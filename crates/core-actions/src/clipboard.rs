//! Clipboard capability.
//!
//! The platform clipboard belongs to the host. The core only needs text in
//! and text out, and treats every failure as an empty result.

use thiserror::Error;

#[derive(Debug, Error)]
pub enum ClipboardError {
    #[error("clipboard unavailable")]
    Unavailable,
    #[error("clipboard backend error: {0}")]
    Backend(String),
}

/// Text access to the host clipboard.
///
/// Calls are synchronous. Every edit runs on the single event-loop thread,
/// so a host with an async clipboard resolves the request before dispatching
/// the action (or reports `Unavailable`) rather than suspending mid-edit.
pub trait Clipboard {
    /// Current clipboard text; `Ok(None)` when it holds no text.
    fn get_text(&mut self) -> Result<Option<String>, ClipboardError>;
    fn set_text(&mut self, text: &str) -> Result<(), ClipboardError>;
}

/// In-process clipboard used by the headless driver and tests.
#[derive(Debug, Default, Clone)]
pub struct MemoryClipboard {
    text: Option<String>,
}

impl MemoryClipboard {
    pub fn new() -> Self {
        Self::default()
    }

    pub fn with_text(text: impl Into<String>) -> Self {
        Self {
            text: Some(text.into()),
        }
    }

    pub fn contents(&self) -> Option<&str> {
        self.text.as_deref()
    }
}

impl Clipboard for MemoryClipboard {
    fn get_text(&mut self) -> Result<Option<String>, ClipboardError> {
        Ok(self.text.clone())
    }

    fn set_text(&mut self, text: &str) -> Result<(), ClipboardError> {
        self.text = Some(text.to_string());
        Ok(())
    }
}

/// Clipboard that always fails, for hosts without one.
#[derive(Debug, Default, Clone, Copy)]
pub struct UnavailableClipboard;

impl Clipboard for UnavailableClipboard {
    fn get_text(&mut self) -> Result<Option<String>, ClipboardError> {
        Err(ClipboardError::Unavailable)
    }

    fn set_text(&mut self, _text: &str) -> Result<(), ClipboardError> {
        Err(ClipboardError::Unavailable)
    }
}

#[cfg(test)]
mod tests {
    use super::*;

    #[test]
    fn memory_clipboard_round_trips_text() {
        let mut cb = MemoryClipboard::new();
        assert_eq!(cb.get_text().unwrap(), None);
        cb.set_text("abc").unwrap();
        assert_eq!(cb.contents(), Some("abc"));
    }

    #[test]
    fn unavailable_clipboard_reports_error() {
        let mut cb = UnavailableClipboard;
        assert!(matches!(cb.get_text(), Err(ClipboardError::Unavailable)));
        assert_eq!(
            cb.set_text("x").unwrap_err().to_string(),
            "clipboard unavailable"
        );
    }
}
//! A span of text sharing one attribute set.

use crate::{Style, char_len};

/// Run text never contains line separators; multi-line input is split into
/// paragraphs before it reaches run storage.
#[derive(Debug, Clone, PartialEq)]
pub struct Run {
    pub text: String,
    pub style: Style,
}

impl Run {
    pub fn new(text: impl Into<String>, style: Style) -> Self {
        Self {
            text: text.into(),
            style,
        }
    }

    /// Empty run used as a paragraph's sole placeholder.
    pub fn placeholder(style: Style) -> Self {
        Self {
            text: String::new(),
            style,
        }
    }

    /// Length in characters.
    pub fn len(&self) -> usize {
        char_len(&self.text)
    }

    pub fn is_empty(&self) -> bool {
        self.text.is_empty()
    }

    /// Copy of this run's style with different text.
    pub fn with_text(&self, text: impl Into<String>) -> Self {
        Self {
            text: text.into(),
            style: self.style.clone(),
        }
    }
}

--- EXERCISE DIRECTIONS ---
Say how many lines in this material hold "derive", and say nothing else.

--- ANSWER TO THIS PROBLEM ---
4